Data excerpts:
┄┄┄┄┄┄┄┄┄┄
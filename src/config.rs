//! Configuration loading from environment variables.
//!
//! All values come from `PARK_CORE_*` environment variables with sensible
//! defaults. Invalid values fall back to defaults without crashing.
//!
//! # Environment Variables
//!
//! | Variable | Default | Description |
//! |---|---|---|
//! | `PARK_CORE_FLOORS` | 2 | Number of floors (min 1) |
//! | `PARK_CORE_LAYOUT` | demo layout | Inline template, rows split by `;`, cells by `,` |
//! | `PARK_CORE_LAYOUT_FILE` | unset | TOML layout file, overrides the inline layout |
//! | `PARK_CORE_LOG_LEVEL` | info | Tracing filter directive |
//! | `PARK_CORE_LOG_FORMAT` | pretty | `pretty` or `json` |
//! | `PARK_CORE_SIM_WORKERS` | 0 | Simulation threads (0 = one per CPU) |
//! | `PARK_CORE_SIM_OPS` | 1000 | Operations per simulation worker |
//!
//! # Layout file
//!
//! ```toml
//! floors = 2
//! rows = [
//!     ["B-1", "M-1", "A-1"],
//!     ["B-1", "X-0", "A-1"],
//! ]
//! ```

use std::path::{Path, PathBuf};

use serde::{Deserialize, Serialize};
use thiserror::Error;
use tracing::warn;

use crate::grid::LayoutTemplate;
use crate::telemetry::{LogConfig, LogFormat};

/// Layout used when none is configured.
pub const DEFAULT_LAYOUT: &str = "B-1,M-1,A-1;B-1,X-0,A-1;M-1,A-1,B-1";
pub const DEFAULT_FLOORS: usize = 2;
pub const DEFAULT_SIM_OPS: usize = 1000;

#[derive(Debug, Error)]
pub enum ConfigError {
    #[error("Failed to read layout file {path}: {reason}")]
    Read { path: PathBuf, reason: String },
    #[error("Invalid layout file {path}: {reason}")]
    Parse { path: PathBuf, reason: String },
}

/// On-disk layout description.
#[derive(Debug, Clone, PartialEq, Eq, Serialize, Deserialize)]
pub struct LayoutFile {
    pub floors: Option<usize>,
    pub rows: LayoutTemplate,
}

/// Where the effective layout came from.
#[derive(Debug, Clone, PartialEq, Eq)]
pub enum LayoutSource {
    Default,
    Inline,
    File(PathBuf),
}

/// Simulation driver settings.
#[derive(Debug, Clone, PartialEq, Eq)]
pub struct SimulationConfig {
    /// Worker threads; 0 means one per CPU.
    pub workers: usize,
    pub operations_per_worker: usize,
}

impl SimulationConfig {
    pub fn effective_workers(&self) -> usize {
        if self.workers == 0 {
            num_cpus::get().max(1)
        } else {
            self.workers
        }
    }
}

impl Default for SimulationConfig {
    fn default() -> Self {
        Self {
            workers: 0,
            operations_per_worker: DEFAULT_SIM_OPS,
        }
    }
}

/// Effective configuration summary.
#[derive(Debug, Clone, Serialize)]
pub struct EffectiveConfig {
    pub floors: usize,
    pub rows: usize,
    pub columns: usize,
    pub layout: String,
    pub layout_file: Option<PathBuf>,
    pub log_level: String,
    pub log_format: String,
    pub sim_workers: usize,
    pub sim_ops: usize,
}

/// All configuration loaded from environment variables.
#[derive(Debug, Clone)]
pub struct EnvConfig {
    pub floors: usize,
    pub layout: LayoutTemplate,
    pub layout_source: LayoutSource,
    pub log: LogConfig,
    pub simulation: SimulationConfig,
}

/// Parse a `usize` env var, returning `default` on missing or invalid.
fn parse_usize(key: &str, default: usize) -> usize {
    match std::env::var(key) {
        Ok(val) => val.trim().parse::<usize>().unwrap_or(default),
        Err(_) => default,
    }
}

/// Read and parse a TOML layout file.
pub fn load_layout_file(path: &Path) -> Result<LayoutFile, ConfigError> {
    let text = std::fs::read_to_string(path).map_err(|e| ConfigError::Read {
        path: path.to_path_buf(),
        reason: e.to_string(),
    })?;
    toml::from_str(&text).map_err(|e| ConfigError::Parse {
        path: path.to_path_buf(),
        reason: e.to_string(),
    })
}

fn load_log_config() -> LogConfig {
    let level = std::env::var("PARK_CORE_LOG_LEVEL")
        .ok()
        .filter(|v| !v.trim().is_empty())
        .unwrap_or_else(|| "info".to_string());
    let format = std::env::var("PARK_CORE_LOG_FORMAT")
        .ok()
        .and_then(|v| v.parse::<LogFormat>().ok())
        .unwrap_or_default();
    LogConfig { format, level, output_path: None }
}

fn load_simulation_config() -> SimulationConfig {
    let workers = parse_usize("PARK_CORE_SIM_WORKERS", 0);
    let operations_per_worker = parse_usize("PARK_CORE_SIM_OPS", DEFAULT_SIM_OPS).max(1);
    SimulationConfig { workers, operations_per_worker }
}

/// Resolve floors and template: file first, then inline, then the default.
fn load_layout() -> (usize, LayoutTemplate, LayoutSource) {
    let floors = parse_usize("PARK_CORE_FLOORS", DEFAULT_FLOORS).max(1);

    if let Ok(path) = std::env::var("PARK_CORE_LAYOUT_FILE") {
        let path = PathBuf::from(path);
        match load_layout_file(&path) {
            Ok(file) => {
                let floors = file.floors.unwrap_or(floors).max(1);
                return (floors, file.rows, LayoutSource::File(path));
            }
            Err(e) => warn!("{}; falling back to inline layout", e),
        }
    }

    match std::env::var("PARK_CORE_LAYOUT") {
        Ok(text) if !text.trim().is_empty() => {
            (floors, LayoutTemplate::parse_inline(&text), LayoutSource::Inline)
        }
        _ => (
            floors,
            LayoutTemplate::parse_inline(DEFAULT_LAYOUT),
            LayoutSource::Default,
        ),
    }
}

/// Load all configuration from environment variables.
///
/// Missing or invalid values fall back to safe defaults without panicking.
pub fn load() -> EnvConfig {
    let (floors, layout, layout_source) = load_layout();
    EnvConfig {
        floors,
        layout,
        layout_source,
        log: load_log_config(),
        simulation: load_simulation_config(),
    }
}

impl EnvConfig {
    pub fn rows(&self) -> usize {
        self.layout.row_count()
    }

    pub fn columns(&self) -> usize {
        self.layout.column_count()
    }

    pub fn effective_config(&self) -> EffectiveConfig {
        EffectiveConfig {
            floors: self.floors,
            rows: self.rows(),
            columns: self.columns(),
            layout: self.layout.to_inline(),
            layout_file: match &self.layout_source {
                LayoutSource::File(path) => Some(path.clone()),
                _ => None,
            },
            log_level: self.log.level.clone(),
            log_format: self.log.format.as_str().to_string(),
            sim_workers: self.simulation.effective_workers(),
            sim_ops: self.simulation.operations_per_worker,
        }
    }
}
┄┄┄┄┄┄┄┄┄┄
TASK DESCRIPTION: All the data above must be copied again. Leave nothing out.

FINISHED TASK:
filename src/config.rs
//! Configuration loading from environment variables.
//!
//! All values come from `PARK_CORE_*` environment variables with sensible
//! defaults. Invalid values fall back to defaults without crashing.
//!
//! # Environment Variables
//!
//! | Variable | Default | Description |
//! |---|---|---|
//! | `PARK_CORE_FLOORS` | 2 | Number of floors (min 1) |
//! | `PARK_CORE_LAYOUT` | demo layout | Inline template, rows split by `;`, cells by `,` |
//! | `PARK_CORE_LAYOUT_FILE` | unset | TOML layout file, overrides the inline layout |
//! | `PARK_CORE_LOG_LEVEL` | info | Tracing filter directive |
//! | `PARK_CORE_LOG_FORMAT` | pretty | `pretty` or `json` |
//! | `PARK_CORE_SIM_WORKERS` | 0 | Simulation threads (0 = one per CPU) |
//! | `PARK_CORE_SIM_OPS` | 1000 | Operations per simulation worker |
//!
//! # Layout file
//!
//! ```toml
//! floors = 2
//! rows = [
//!     ["B-1", "M-1", "A-1"],
//!     ["B-1", "X-0", "A-1"],
//! ]
//! ```

use std::path::{Path, PathBuf};

use serde::{Deserialize, Serialize};
use thiserror::Error;
use tracing::warn;

use crate::grid::LayoutTemplate;
use crate::telemetry::{LogConfig, LogFormat};

/// Layout used when none is configured.
pub const DEFAULT_LAYOUT: &str = "B-1,M-1,A-1;B-1,X-0,A-1;M-1,A-1,B-1";
pub const DEFAULT_FLOORS: usize = 2;
pub const DEFAULT_SIM_OPS: usize = 1000;

#[derive(Debug, Error)]
pub enum ConfigError {
    #[error("Failed to read layout file {path}: {reason}")]
    Read { path: PathBuf, reason: String },
    #[error("Invalid layout file {path}: {reason}")]
    Parse { path: PathBuf, reason: String },
}

/// On-disk layout description.
#[derive(Debug, Clone, PartialEq, Eq, Serialize, Deserialize)]
pub struct LayoutFile {
    pub floors: Option<usize>,
    pub rows: LayoutTemplate,
}

/// Where the effective layout came from.
#[derive(Debug, Clone, PartialEq, Eq)]
pub enum LayoutSource {
    Default,
    Inline,
    File(PathBuf),
}

/// Simulation driver settings.
#[derive(Debug, Clone, PartialEq, Eq)]
pub struct SimulationConfig {
    /// Worker threads; 0 means one per CPU.
    pub workers: usize,
    pub operations_per_worker: usize,
}

impl SimulationConfig {
    pub fn effective_workers(&self) -> usize {
        if self.workers == 0 {
            num_cpus::get().max(1)
        } else {
            self.workers
        }
    }
}

impl Default for SimulationConfig {
    fn default() -> Self {
        Self {
            workers: 0,
            operations_per_worker: DEFAULT_SIM_OPS,
        }
    }
}

/// Effective configuration summary.
#[derive(Debug, Clone, Serialize)]
pub struct EffectiveConfig {
    pub floors: usize,
    pub rows: usize,
    pub columns: usize,
    pub layout: String,
    pub layout_file: Option<PathBuf>,
    pub log_level: String,
    pub log_format: String,
    pub sim_workers: usize,
    pub sim_ops: usize,
}

/// All configuration loaded from environment variables.
#[derive(Debug, Clone)]
pub struct EnvConfig {
    pub floors: usize,
    pub layout: LayoutTemplate,
    pub layout_source: LayoutSource,
    pub log: LogConfig,
    pub simulation: SimulationConfig,
}

/// Parse a `usize` env var, returning `default` on missing or invalid.
fn parse_usize(key: &str, default: usize) -> usize {
    match std::env::var(key) {
        Ok(val) => val.trim().parse::<usize>().unwrap_or(default),
        Err(_) => default,
    }
}

/// Read and parse a TOML layout file.
pub fn load_layout_file(path: &Path) -> Result<LayoutFile, ConfigError> {
    let text = std::fs::read_to_string(path).map_err(|e| ConfigError::Read {
        path: path.to_path_buf(),
        reason: e.to_string(),
    })?;
    toml::from_str(&text).map_err(|e| ConfigError::Parse {
        path: path.to_path_buf(),
        reason: e.to_string(),
    })
}

fn load_log_config() -> LogConfig {
    let level = std::env::var("PARK_CORE_LOG_LEVEL")
        .ok()
        .filter(|v| !v.trim().is_empty())
        .unwrap_or_else(|| "info".to_string());
    let format = std::env::var("PARK_CORE_LOG_FORMAT")
        .ok()
        .and_then(|v| v.parse::<LogFormat>().ok())
        .unwrap_or_default();
    LogConfig { format, level, output_path: None }
}

fn load_simulation_config() -> SimulationConfig {
    let workers = parse_usize("PARK_CORE_SIM_WORKERS", 0);
    let operations_per_worker = parse_usize("PARK_CORE_SIM_OPS", DEFAULT_SIM_OPS).max(1);
    SimulationConfig { workers, operations_per_worker }
}

/// Resolve floors and template: file first, then inline, then the default.
fn load_layout() -> (usize, LayoutTemplate, LayoutSource) {
    let floors = parse_usize("PARK_CORE_FLOORS", DEFAULT_FLOORS).max(1);

    if let Ok(path) = std::env::var("PARK_CORE_LAYOUT_FILE") {
        let path = PathBuf::from(path);
        match load_layout_file(&path) {
            Ok(file) => {
                let floors = file.floors.unwrap_or(floors).max(1);
                return (floors, file.rows, LayoutSource::File(path));
            }
            Err(e) => warn!("{}; falling back to inline layout", e),
        }
    }

    match std::env::var("PARK_CORE_LAYOUT") {
        Ok(text) if !text.trim().is_empty() => {
            (floors, LayoutTemplate::parse_inline(&text), LayoutSource::Inline)
        }
        _ => (
            floors,
            LayoutTemplate::parse_inline(DEFAULT_LAYOUT),
            LayoutSource::Default,
        ),
    }
}

/// Load all configuration from environment variables.
///
/// Missing or invalid values fall back to safe defaults without panicking.
pub fn load() -> EnvConfig {
    let (floors, layout, layout_source) = load_layout();
    EnvConfig {
        floors,
        layout,
        layout_source,
        log: load_log_config(),
        simulation: load_simulation_config(),
    }
}

impl EnvConfig {
    pub fn rows(&self) -> usize {
        self.layout.row_count()
    }

    pub fn columns(&self) -> usize {
        self.layout.column_count()
    }

    pub fn effective_config(&self) -> EffectiveConfig {
        EffectiveConfig {
            floors: self.floors,
            rows: self.rows(),
            columns: self.columns(),
            layout: self.layout.to_inline(),
            layout_file: match &self.layout_source {
                LayoutSource::File(path) => Some(path.clone()),
                _ => None,
            },
            log_level: self.log.level.clone(),
            log_format: self.log.format.as_str().to_string(),
            sim_workers: self.simulation.effective_workers(),
            sim_ops: self.simulation.operations_per_worker,
        }
    }
}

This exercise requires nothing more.